On Demand Weekly provides new movie reviews of hot movies on demand from the POV of watching from the comfort of your home. Today’s review: THIS MOVIE IS BROKEN (FilmBuff).

By Adam Schartoff
A hybrid of concert film and narrative film, Bruce McDonald’s THIS MOVIE IS BROKEN does suffer a bit from that bifurcation but ultimately succeeds through sheer youthful enthusiasm.
The band Broken Social Scene (aka BSS), a Toronto-native musician collective, is the perfect choice for a concert film. Like their Montreal neighbors, Arcade Fire, BSS’s music is big and lush with somewhere between 15 and 20 band members. 
That there are so many instruments being played at once can obscure the underlying simple melodies, something that makes the music ultimately accessible. While you may not necessarily remember all of the hooks, you’ll leave wanting to see them in a setting as inviting as Toronto’s Harbourfront Amphitheater.

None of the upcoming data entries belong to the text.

//! Benchmark Execution
//!
//! Implementations run one after another. For each one the runner times Init,
//! builds a single long-lived instance, then times the reads and finally the
//! writes against that instance, so both reads observe the initial value.

use indicatif::{ProgressBar, ProgressStyle};
use nestbench_core::{
    Bencher, DOT_WRITE_VALUE, Implementation, Instance, KEY_WRITE_VALUE, MeasurementOutcome,
    MeasurementResult, NestedDocument, Operation, TimingConfig, panic_message,
};
use nestbench_report::ReportRow;
use std::panic::{self, AssertUnwindSafe};

/// Configuration for benchmark execution
#[derive(Debug, Clone, Default)]
pub struct ExecutionConfig {
    /// Repetitions and optional deadline per operation
    pub timing: TimingConfig,
    /// Draw a progress bar on stderr
    pub show_progress: bool,
}

/// Runs the operation matrix
#[derive(Debug)]
pub struct Runner {
    config: ExecutionConfig,
    bencher: Bencher,
}

impl Runner {
    /// Create a runner
    pub fn new(config: ExecutionConfig) -> Self {
        let bencher = Bencher::new(config.timing);
        Self { config, bencher }
    }

    /// Repetitions actually performed per operation
    pub fn iterations(&self) -> u64 {
        self.bencher.iterations()
    }

    /// Measure every implementation, returning rows in input order
    pub fn execute(
        &self,
        implementations: &[&Implementation],
        document: &NestedDocument,
    ) -> Vec<ReportRow> {
        let pb = if self.config.show_progress {
            ProgressBar::new(implementations.len() as u64)
        } else {
            ProgressBar::hidden()
        };
        pb.set_style(
            ProgressStyle::default_bar()
                .template(
                    "{spinner:.green} [{elapsed_precise}] [{bar:40.cyan/blue}] {pos}/{len} {msg}",
                )
                .unwrap_or_else(|_| ProgressStyle::default_bar())
                .progress_chars("#>-"),
        );

        let mut rows = Vec::with_capacity(implementations.len());
        for implementation in implementations {
            pb.set_message(implementation.name());
            rows.push(self.measure(implementation, document));
            pb.inc(1);
        }

        pb.finish_and_clear();
        rows
    }

    /// Time all five operations for one implementation.
    ///
    /// The returned row always holds exactly one result per operation, in
    /// [`Operation::ALL`] order.
    pub fn measure(&self, implementation: &Implementation, document: &NestedDocument) -> ReportRow {
        let name = implementation.name();
        let mut results = Vec::with_capacity(Operation::ALL.len());

        let init = self.bencher.iter(|| implementation.initialize(document));
        results.push(self.record(name, Operation::Init, init));

        let mut instance = build_instance(implementation, document);
        if let Err(reason) = &instance {
            tracing::debug!(name, %reason, "no instance; access operations unavailable");
        }

        for op in Operation::ALL.into_iter().filter(|op| *op != Operation::Init) {
            let outcome = if !implementation.descriptor().supports(op) {
                MeasurementOutcome::Unsupported
            } else {
                match instance.as_mut() {
                    Ok(instance) => self.time_access(implementation, instance, op),
                    Err(reason) => MeasurementOutcome::failed(reason.clone()),
                }
            };
            results.push(self.record(name, op, outcome));
        }

        let measured = results.iter().filter(|r| r.outcome.is_available()).count();
        tracing::info!(name, measured, "implementation complete");

        ReportRow {
            name: name.to_string(),
            results,
        }
    }

    fn time_access(
        &self,
        implementation: &Implementation,
        instance: &mut Instance,
        op: Operation,
    ) -> MeasurementOutcome {
        match op {
            // Init never touches the long-lived instance
            Operation::Init => MeasurementOutcome::Unsupported,
            Operation::ReadKey => self.bencher.iter(|| implementation.read_key(instance)),
            Operation::ReadDot => self.bencher.iter(|| implementation.read_dot(instance)),
            Operation::WriteKey => self
                .bencher
                .iter(|| implementation.write_key(instance, KEY_WRITE_VALUE)),
            Operation::WriteDot => self
                .bencher
                .iter(|| implementation.write_dot(instance, DOT_WRITE_VALUE)),
        }
    }

    fn record(&self, name: &str, op: Operation, outcome: MeasurementOutcome) -> MeasurementResult {
        match &outcome {
            MeasurementOutcome::Failed { message } => {
                tracing::debug!(name, operation = %op, %message, "measurement failed");
            }
            MeasurementOutcome::TimedOut => {
                tracing::debug!(name, operation = %op, "measurement timed out");
            }
            _ => {}
        }
        MeasurementResult::new(op, outcome)
    }
}

fn build_instance(implementation: &Implementation, document: &NestedDocument) -> Result<Instance, String> {
    match panic::catch_unwind(AssertUnwindSafe(|| implementation.construct(document))) {
        Ok(Ok(instance)) => Ok(instance),
        Ok(Err(e)) => Err(e.to_string()),
        Err(panic) => Err(format!(
            "constructor panicked: {}",
            panic_message(panic.as_ref())
        )),
    }
}
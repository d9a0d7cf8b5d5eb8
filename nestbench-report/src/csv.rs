//! CSV Output

use crate::report::Report;
use crate::table::NOT_AVAILABLE;
use nestbench_core::Operation;

/// Generate CSV: one header line, one line per implementation.
///
/// Cells hold elapsed seconds at full precision or `N/A`.
pub fn generate_csv_report(report: &Report) -> String {
    let mut output = String::from("library");
    for op in Operation::ALL {
        output.push(',');
        output.push_str(op.label());
    }
    output.push('\n');

    for row in &report.rows {
        output.push_str(&escape_csv(&row.name));
        for op in Operation::ALL {
            output.push(',');
            match row.elapsed_seconds(op) {
                Some(seconds) => output.push_str(&seconds.to_string()),
                None => output.push_str(NOT_AVAILABLE),
            }
        }
        output.push('\n');
    }

    output
}

fn escape_csv(field: &str) -> String {
    if field.contains([',', '"', '\n']) {
        format!("\"{}\"", field.replace('"', "\"\""))
    } else {
        field.to_string()
    }
}
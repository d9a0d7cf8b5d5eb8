#![warn(missing_docs)]
//! nestbench Containers
//!
//! The nested-mapping implementations the harness compares, and the default
//! registry that declares their capabilities.
//!
//! | Name          | Key | Dot | Notes                                  |
//! |---------------|-----|-----|----------------------------------------|
//! | `HashMap`     | yes | no  | std baseline                           |
//! | `BTreeMap`    | yes | no  | ordered std map                        |
//! | `serde_json`  | yes | no  | `serde_json::Value`, `json` feature    |
//! | `toml::Table` | yes | no  | `toml::Table`, `toml` feature          |
//! | `DotMap`      | yes | yes | dotted-path attribute access           |
//! | `Typed`       | no  | yes | plain struct fields                    |
//!
//! Containers behind a disabled feature stay registered so the capability
//! matrix is complete, but fail their availability probe.

mod btree_map;
mod dot_map;
mod hash_map;
#[cfg(feature = "json")]
mod json;
#[cfg(feature = "toml")]
mod toml_table;
mod typed;

pub use btree_map::{BTreeDoc, BTreeValue};
pub use dot_map::{DotMap, DotValue};
pub use hash_map::{HashDoc, HashValue};
pub use typed::{Level1, Level2, Typed};

use nestbench_core::{Implementation, Registry, RegistryError};

const JSON_NAME: &str = "serde_json";
const JSON_CONSTRUCTOR: &str = "serde_json::to_value(doc)";
const TOML_NAME: &str = "toml::Table";
const TOML_CONSTRUCTOR: &str = "toml::Value::try_from(doc)";

/// Every known container, in report order.
pub fn default_registry() -> Result<Registry, RegistryError> {
    let mut registry = Registry::new();
    registry.register(baseline())?;
    registry.register(btree_map::implementation())?;
    registry.register(json_value())?;
    registry.register(toml_value())?;
    registry.register(dot_map::implementation())?;
    registry.register(typed::implementation())?;
    Ok(registry)
}

/// The std `HashMap` baseline, usable on its own in a custom registry.
pub fn baseline() -> Implementation {
    hash_map::implementation()
}

fn json_value() -> Implementation {
    #[cfg(feature = "json")]
    {
        json::implementation(JSON_NAME, JSON_CONSTRUCTOR)
    }
    #[cfg(not(feature = "json"))]
    {
        Implementation::unavailable(JSON_NAME, JSON_CONSTRUCTOR, true, false)
    }
}

fn toml_value() -> Implementation {
    #[cfg(feature = "toml")]
    {
        toml_table::implementation(TOML_NAME, TOML_CONSTRUCTOR)
    }
    #[cfg(not(feature = "toml"))]
    {
        Implementation::unavailable(TOML_NAME, TOML_CONSTRUCTOR, true, false)
    }
}
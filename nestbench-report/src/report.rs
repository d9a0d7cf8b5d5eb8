//! Report Data Structures

use chrono::{DateTime, Utc};
use nestbench_core::{MeasurementResult, Operation};
use serde::{Deserialize, Serialize};

/// Complete benchmark report
#[derive(Debug, Clone, Serialize, Deserialize)]
pub struct Report {
    /// Run metadata
    pub meta: ReportMeta,
    /// One row per active implementation, in registry order
    pub rows: Vec<ReportRow>,
}

/// Report metadata
#[derive(Debug, Clone, Serialize, Deserialize)]
pub struct ReportMeta {
    /// Harness version
    pub version: String,
    /// Compiler the harness was built with
    pub toolchain: String,
    /// When the run started
    pub timestamp: DateTime<Utc>,
    /// Repetitions per operation
    pub iterations: u64,
    /// Per-operation deadline, if any
    pub deadline_seconds: Option<f64>,
    /// Operating system
    pub os: String,
    /// CPU architecture
    pub arch: String,
}

/// Measurements for one implementation
#[derive(Debug, Clone, PartialEq, Serialize, Deserialize)]
pub struct ReportRow {
    /// Implementation display name
    pub name: String,
    /// One result per operation, in [`Operation::ALL`] order
    pub results: Vec<MeasurementResult>,
}

impl ReportRow {
    /// Result for `operation`, if recorded
    pub fn get(&self, operation: Operation) -> Option<&MeasurementResult> {
        self.results.iter().find(|r| r.operation == operation)
    }

    /// Elapsed seconds for `operation`, `None` when unavailable
    pub fn elapsed_seconds(&self, operation: Operation) -> Option<f64> {
        self.get(operation).and_then(MeasurementResult::elapsed_seconds)
    }
}


#[cfg(test)]
mod tests {
    use super::fixtures;
    use nestbench_core::Operation;

    #[test]
    fn test_row_lookup() {
        let row = fixtures::row("HashMap", [Some(1.0), Some(2.0), None, Some(3.0), None]);

        assert_eq!(row.elapsed_seconds(Operation::ReadKey), Some(2.0));
        assert_eq!(row.elapsed_seconds(Operation::ReadDot), None);
        assert!(row.get(Operation::WriteDot).is_some());
    }
}
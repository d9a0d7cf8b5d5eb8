//! Plain struct container
//!
//! Attribute access is ordinary field access; there is no key-style access.

use nestbench_core::{AccessError, Implementation, NestedDocument};

/// Root record
#[derive(Debug, Clone, Copy, PartialEq, Eq)]
pub struct Typed {
    /// First level
    pub level1: Level1,
}

/// Second level
#[derive(Debug, Clone, Copy, PartialEq, Eq)]
pub struct Level1 {
    /// Second level
    pub level2: Level2,
}

/// Innermost level
#[derive(Debug, Clone, Copy, PartialEq, Eq)]
pub struct Level2 {
    /// The benchmarked leaf
    pub level3: i64,
}

impl TryFrom<&NestedDocument> for Typed {
    type Error = AccessError;

    fn try_from(document: &NestedDocument) -> Result<Self, Self::Error> {
        Ok(Typed {
            level1: Level1 {
                level2: Level2 {
                    level3: document.leaf()?,
                },
            },
        })
    }
}

fn construct(document: &NestedDocument) -> Result<Typed, AccessError> {
    Typed::try_from(document)
}

fn read_dot(typed: &Typed) -> Result<i64, AccessError> {
    Ok(typed.level1.level2.level3)
}

fn write_dot(typed: &mut Typed, value: i64) -> Result<(), AccessError> {
    typed.level1.level2.level3 = value;
    Ok(())
}

pub(crate) fn implementation() -> Implementation {
    Implementation::builder(
        "Typed",
        "Typed { level1: Level1 { level2: Level2 { level3 } } }",
        construct,
    )
    .dot_access(read_dot, write_dot)
    .build()
}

The film’s narrative strain involves a handsome young man named Bruno (Greg Calderone) who, when the film begins, has finally consummated his long lasting crush on Caroline (Georgina Reilly). After a night of lovemaking on his rooftop, Bruno realizes that he is in love with Caroline. Caroline is steely determined to see through her plans to leave for Paris the following day despite Bruno’s earnest appeal for her heart. 
That leaves them roughly 24 hours of time together. When the two venture out for breakfast, they run into Bruno’s pal Blake who mentions that BSS has a concert that very evening. After some bragging goes wrong, Bruno and Blake must now come up with back stage passes. A plan is set in motion to go the concert that night after the guys get off from work.